### Your objective
Which lines in the data below contain the word "ElevationOfPrivilege"? Copy each of them.

*** Data provided ***

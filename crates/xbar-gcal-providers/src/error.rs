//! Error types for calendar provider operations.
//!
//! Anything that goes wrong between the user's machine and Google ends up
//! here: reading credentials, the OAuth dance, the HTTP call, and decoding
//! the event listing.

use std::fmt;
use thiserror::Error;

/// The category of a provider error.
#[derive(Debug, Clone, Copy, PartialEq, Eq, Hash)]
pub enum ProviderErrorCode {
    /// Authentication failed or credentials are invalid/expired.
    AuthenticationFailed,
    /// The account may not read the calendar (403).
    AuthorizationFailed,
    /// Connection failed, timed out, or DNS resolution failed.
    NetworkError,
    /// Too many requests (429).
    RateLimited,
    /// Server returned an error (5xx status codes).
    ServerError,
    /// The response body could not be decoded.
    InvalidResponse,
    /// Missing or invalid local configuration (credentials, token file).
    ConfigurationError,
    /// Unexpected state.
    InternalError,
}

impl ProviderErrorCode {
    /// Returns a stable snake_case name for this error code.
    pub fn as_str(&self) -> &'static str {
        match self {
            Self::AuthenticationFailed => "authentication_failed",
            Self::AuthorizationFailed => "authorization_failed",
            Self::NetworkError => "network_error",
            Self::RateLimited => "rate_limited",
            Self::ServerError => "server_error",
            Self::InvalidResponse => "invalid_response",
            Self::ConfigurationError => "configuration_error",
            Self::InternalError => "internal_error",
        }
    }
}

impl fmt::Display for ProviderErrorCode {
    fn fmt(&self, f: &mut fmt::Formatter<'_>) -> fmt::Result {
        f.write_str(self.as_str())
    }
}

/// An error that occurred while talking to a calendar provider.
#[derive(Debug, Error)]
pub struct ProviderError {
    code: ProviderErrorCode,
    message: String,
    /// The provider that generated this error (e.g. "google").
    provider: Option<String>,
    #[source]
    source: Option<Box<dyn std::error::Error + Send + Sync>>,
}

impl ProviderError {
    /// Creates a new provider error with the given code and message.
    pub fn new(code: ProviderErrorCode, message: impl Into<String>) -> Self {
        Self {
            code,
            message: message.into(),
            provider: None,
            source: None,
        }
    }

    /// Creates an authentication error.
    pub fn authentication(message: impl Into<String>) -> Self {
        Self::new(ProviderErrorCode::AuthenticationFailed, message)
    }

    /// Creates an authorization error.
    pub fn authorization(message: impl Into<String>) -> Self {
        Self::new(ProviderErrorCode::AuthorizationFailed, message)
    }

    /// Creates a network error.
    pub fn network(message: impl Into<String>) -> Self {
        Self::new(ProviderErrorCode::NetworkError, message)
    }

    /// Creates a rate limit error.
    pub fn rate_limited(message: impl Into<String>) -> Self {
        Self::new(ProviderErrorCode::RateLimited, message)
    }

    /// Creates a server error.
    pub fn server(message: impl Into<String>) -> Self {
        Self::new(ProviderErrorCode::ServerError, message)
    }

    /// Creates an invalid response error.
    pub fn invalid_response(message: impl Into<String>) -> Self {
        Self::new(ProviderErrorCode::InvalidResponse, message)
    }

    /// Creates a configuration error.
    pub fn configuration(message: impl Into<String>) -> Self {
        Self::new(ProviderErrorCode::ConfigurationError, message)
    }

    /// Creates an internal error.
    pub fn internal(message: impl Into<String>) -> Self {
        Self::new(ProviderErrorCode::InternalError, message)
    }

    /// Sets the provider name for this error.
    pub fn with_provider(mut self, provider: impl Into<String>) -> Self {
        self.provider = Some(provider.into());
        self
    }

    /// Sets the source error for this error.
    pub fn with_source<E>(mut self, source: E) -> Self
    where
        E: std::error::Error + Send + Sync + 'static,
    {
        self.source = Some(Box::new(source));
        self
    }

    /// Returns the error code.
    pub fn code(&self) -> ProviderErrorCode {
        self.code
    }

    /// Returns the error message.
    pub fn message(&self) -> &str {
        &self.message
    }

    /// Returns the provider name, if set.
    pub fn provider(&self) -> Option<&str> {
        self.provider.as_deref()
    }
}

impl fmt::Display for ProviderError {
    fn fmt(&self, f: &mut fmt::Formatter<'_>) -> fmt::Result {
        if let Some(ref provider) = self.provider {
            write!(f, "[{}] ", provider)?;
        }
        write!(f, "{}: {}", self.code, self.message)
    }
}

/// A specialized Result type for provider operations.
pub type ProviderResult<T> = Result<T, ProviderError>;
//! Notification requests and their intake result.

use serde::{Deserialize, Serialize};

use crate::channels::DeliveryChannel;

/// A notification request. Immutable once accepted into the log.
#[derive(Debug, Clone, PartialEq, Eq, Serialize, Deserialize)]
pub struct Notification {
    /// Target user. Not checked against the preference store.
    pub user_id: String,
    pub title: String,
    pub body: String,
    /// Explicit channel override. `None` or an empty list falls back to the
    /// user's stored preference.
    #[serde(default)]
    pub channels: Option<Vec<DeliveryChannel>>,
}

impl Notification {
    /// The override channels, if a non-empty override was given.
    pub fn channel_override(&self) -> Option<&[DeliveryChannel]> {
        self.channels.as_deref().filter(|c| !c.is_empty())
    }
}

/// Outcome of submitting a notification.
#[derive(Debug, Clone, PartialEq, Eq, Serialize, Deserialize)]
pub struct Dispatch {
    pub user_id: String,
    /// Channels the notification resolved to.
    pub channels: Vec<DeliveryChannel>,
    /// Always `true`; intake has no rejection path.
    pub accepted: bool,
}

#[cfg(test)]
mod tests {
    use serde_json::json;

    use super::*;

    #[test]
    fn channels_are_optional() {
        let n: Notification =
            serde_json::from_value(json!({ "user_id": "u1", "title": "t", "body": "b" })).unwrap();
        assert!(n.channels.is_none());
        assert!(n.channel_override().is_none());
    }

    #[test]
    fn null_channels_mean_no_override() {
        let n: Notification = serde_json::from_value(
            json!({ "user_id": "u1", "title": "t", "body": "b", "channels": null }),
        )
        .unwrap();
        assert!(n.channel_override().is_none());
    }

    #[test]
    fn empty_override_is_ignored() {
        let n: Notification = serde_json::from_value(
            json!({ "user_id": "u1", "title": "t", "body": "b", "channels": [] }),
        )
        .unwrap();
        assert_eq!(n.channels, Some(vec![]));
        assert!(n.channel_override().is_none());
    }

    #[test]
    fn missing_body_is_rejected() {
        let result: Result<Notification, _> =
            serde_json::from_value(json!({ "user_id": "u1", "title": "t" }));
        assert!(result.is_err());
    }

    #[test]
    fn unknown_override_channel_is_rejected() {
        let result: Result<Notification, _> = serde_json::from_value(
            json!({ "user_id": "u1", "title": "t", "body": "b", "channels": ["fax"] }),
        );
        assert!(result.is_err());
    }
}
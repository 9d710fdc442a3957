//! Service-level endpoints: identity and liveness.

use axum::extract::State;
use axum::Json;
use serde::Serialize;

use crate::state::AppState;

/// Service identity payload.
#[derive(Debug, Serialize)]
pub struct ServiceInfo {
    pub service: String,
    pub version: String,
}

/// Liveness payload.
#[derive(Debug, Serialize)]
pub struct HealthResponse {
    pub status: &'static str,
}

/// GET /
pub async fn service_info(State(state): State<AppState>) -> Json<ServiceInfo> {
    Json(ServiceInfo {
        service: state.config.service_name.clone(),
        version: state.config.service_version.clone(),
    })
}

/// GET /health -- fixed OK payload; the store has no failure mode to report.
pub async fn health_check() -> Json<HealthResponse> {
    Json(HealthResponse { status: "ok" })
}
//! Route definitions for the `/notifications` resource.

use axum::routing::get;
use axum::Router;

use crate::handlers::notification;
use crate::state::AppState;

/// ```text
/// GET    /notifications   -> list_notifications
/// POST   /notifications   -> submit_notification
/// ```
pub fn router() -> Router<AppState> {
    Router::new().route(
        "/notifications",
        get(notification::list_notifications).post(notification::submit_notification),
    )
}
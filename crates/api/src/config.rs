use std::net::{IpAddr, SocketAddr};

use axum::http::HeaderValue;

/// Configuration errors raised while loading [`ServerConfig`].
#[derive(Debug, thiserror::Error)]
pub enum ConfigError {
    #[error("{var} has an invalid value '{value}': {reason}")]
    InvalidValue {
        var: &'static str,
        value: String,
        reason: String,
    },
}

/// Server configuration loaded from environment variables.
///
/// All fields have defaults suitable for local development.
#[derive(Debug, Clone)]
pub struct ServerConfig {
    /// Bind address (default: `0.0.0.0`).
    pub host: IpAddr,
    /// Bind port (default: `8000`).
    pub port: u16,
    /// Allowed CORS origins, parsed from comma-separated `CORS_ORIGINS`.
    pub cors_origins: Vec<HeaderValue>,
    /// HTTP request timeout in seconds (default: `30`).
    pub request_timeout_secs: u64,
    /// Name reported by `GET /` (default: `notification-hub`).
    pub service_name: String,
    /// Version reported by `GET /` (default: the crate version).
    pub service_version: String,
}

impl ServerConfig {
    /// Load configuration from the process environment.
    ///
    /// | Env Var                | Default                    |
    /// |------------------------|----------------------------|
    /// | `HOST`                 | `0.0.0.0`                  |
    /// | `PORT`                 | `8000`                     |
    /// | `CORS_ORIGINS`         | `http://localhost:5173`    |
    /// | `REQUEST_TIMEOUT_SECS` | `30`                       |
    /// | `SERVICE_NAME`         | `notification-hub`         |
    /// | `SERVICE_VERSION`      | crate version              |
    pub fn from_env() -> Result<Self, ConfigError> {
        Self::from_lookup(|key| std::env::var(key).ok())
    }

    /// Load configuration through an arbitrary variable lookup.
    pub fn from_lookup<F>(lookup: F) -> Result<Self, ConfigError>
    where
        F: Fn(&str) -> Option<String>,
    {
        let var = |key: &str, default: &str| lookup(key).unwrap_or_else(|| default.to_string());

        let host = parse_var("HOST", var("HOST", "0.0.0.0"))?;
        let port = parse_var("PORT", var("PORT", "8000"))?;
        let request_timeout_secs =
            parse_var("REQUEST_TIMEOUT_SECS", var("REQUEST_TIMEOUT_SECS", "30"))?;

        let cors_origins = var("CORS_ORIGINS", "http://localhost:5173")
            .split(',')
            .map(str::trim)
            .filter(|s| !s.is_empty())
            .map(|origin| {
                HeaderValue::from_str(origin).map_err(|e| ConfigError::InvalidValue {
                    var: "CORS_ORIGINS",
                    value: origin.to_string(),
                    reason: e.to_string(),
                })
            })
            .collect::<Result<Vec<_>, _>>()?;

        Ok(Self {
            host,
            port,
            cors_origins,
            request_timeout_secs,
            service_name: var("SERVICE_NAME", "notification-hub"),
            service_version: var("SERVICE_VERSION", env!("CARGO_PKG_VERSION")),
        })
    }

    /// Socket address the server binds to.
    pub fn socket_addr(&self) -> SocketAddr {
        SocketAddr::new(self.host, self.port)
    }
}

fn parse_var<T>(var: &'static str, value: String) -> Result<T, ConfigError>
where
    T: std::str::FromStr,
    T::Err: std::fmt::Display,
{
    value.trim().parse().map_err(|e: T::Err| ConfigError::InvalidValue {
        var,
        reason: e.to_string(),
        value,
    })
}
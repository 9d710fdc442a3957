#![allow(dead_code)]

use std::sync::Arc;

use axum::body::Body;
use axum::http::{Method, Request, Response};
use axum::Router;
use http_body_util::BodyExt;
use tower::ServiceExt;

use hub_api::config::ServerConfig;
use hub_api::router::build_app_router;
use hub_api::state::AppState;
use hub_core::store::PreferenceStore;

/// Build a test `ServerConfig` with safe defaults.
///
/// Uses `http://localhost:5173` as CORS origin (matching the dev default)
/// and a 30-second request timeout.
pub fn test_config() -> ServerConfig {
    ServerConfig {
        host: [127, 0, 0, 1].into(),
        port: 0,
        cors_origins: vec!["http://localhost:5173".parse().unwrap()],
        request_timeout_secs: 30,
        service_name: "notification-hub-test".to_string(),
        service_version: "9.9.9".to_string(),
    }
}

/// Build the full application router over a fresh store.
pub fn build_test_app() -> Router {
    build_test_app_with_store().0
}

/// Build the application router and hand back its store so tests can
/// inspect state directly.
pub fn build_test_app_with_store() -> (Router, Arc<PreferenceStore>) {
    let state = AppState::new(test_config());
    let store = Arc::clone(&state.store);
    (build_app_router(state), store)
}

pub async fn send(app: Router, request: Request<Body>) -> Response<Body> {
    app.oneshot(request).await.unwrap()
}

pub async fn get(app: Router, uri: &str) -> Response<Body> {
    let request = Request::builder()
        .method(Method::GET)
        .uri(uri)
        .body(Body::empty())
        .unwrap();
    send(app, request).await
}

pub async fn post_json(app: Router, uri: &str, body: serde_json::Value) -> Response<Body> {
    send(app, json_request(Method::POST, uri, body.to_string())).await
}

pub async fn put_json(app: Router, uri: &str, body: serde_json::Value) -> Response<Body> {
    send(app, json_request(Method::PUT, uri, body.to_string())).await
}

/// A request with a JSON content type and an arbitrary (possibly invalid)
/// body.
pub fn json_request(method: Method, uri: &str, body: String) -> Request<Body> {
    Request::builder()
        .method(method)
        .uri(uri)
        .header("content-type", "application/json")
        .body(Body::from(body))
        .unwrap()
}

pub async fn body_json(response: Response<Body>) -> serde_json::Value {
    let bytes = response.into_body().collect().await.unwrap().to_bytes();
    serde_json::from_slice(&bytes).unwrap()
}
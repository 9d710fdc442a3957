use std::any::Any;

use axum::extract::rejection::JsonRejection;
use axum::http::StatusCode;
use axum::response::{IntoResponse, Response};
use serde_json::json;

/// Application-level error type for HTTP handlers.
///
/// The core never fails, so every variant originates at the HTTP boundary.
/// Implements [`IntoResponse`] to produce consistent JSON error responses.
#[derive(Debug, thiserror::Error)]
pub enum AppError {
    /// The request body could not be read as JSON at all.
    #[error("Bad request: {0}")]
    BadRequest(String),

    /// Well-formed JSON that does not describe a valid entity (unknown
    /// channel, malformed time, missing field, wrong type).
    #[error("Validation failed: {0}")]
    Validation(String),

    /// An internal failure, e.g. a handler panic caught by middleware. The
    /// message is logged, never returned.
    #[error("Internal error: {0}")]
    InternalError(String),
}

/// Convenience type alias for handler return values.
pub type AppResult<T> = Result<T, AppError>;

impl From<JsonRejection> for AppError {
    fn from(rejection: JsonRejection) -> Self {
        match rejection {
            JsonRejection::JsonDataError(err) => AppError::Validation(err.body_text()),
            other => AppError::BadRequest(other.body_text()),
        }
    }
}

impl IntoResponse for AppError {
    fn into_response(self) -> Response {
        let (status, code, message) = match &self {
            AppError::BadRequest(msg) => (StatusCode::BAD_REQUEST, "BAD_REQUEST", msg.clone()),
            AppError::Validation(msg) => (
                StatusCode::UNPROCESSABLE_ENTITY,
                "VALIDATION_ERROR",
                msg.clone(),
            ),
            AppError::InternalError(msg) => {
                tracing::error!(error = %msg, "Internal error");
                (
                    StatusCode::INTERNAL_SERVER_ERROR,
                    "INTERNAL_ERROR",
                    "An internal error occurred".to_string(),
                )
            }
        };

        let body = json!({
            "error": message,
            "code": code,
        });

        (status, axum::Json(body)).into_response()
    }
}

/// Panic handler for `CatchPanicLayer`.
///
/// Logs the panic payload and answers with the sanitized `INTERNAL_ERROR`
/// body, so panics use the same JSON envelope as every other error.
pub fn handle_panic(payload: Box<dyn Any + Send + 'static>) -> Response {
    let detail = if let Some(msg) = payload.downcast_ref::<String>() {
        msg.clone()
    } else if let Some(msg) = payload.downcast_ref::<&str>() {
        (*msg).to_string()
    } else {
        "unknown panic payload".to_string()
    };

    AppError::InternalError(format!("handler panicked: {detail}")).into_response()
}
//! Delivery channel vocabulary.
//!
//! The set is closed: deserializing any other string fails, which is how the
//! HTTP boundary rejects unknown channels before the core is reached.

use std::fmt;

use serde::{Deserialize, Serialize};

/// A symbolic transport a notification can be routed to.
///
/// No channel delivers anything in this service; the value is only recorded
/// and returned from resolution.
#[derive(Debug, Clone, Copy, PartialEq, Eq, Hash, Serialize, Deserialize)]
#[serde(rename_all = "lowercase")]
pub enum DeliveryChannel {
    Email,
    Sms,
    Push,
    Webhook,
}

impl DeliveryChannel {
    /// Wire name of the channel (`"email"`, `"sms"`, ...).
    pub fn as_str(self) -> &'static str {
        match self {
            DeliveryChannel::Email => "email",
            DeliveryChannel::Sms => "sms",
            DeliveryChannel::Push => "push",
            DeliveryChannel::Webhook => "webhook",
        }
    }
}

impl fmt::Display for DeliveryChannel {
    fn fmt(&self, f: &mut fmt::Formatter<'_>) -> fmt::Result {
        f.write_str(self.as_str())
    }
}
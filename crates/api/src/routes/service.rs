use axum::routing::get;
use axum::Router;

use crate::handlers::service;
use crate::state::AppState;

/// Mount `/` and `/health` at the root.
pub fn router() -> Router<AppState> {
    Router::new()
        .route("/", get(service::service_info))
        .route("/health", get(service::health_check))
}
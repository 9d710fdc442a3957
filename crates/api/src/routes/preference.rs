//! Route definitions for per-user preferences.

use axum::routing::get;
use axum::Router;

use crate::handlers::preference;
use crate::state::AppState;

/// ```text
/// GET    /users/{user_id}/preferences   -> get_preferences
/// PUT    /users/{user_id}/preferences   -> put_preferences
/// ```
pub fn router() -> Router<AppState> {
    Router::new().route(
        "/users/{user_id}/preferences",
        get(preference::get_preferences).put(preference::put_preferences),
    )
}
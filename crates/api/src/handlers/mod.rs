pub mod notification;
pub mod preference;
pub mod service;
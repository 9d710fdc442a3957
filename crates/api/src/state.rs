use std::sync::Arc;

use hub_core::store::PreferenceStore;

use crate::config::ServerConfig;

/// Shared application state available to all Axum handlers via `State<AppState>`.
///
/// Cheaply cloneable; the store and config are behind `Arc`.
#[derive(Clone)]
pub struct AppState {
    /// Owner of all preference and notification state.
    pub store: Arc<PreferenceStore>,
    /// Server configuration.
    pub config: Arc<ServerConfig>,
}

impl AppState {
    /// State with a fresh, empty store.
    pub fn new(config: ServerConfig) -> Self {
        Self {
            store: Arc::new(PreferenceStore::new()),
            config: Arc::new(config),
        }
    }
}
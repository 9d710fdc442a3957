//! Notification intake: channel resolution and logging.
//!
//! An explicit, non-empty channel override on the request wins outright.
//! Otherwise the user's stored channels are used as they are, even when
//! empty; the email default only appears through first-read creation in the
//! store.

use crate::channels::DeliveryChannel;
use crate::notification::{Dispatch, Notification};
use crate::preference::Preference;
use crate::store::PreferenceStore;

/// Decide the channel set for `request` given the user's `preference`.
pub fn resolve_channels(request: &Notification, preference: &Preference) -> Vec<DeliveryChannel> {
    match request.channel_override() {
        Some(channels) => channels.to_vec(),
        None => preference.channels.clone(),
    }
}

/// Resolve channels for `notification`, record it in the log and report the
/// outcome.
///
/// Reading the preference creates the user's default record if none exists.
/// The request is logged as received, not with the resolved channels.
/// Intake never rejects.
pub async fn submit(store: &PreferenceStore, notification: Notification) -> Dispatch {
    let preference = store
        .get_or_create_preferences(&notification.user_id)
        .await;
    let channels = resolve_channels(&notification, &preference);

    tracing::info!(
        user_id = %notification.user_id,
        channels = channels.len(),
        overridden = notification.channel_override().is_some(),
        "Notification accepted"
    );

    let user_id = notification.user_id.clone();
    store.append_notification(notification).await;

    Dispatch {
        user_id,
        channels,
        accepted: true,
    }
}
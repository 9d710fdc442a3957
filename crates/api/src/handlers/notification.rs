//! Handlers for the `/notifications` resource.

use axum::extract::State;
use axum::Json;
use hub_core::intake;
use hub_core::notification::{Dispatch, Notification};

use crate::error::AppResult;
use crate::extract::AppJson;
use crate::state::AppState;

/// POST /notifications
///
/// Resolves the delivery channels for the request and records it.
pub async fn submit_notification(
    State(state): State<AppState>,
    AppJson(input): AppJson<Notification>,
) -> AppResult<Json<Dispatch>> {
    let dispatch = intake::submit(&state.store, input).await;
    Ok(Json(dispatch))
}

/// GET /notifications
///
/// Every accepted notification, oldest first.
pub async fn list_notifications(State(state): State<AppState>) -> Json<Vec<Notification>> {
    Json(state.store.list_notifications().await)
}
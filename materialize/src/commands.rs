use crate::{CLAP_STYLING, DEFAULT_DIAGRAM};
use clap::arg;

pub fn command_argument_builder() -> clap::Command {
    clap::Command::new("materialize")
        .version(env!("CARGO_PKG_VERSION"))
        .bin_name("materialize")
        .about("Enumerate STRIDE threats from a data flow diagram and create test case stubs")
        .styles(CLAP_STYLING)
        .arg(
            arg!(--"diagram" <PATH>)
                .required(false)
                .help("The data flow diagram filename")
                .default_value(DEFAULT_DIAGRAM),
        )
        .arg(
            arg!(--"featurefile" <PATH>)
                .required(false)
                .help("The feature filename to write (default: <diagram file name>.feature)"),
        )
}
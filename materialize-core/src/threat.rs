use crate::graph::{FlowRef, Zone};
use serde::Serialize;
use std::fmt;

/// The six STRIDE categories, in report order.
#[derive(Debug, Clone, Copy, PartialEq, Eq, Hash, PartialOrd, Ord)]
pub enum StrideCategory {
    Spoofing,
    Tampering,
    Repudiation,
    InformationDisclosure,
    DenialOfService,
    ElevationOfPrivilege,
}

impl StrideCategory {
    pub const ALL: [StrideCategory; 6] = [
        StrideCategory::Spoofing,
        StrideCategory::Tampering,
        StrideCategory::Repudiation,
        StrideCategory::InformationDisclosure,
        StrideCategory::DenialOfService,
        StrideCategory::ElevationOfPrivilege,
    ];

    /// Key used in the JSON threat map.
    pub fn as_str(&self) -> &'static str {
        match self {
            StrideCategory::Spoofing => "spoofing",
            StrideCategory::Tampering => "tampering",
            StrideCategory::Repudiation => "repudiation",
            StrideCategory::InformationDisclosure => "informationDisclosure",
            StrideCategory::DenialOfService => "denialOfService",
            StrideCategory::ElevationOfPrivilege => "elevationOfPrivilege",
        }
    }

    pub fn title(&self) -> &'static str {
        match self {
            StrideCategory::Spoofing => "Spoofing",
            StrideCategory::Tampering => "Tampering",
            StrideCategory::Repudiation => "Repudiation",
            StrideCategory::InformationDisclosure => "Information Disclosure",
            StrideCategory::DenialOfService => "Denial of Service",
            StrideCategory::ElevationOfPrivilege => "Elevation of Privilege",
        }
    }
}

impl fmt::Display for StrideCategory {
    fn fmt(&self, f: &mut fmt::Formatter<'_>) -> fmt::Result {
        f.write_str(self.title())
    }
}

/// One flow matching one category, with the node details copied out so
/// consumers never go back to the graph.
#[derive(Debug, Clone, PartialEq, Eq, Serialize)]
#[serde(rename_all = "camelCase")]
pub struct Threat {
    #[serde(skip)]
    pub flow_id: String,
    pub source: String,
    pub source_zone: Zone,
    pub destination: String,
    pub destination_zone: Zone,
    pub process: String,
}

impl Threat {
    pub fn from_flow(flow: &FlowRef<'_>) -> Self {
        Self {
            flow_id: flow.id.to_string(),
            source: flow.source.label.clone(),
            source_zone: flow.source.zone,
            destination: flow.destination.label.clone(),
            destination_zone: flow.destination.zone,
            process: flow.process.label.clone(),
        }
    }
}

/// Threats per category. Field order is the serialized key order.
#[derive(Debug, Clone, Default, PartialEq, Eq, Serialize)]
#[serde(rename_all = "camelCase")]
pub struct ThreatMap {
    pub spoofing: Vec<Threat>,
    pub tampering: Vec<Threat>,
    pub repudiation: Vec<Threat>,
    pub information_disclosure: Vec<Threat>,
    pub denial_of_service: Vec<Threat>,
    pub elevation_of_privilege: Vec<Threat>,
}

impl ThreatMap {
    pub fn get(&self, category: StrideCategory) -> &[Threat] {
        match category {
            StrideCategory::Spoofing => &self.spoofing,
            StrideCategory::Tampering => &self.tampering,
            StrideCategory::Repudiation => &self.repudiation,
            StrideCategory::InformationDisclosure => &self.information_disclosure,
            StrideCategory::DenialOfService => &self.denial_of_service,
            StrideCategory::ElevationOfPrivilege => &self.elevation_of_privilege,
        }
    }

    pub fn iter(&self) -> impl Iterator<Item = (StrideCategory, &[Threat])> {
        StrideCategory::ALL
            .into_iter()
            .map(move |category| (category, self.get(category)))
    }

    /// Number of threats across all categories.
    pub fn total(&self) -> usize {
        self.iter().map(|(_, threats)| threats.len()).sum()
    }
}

*** End of Data provided ***

### Problem solution
    ElevationOfPrivilege,
        StrideCategory::ElevationOfPrivilege,
            StrideCategory::ElevationOfPrivilege => "elevationOfPrivilege",
            StrideCategory::ElevationOfPrivilege => "Elevation of Privilege",
            StrideCategory::ElevationOfPrivilege => &self.elevation_of_privilege,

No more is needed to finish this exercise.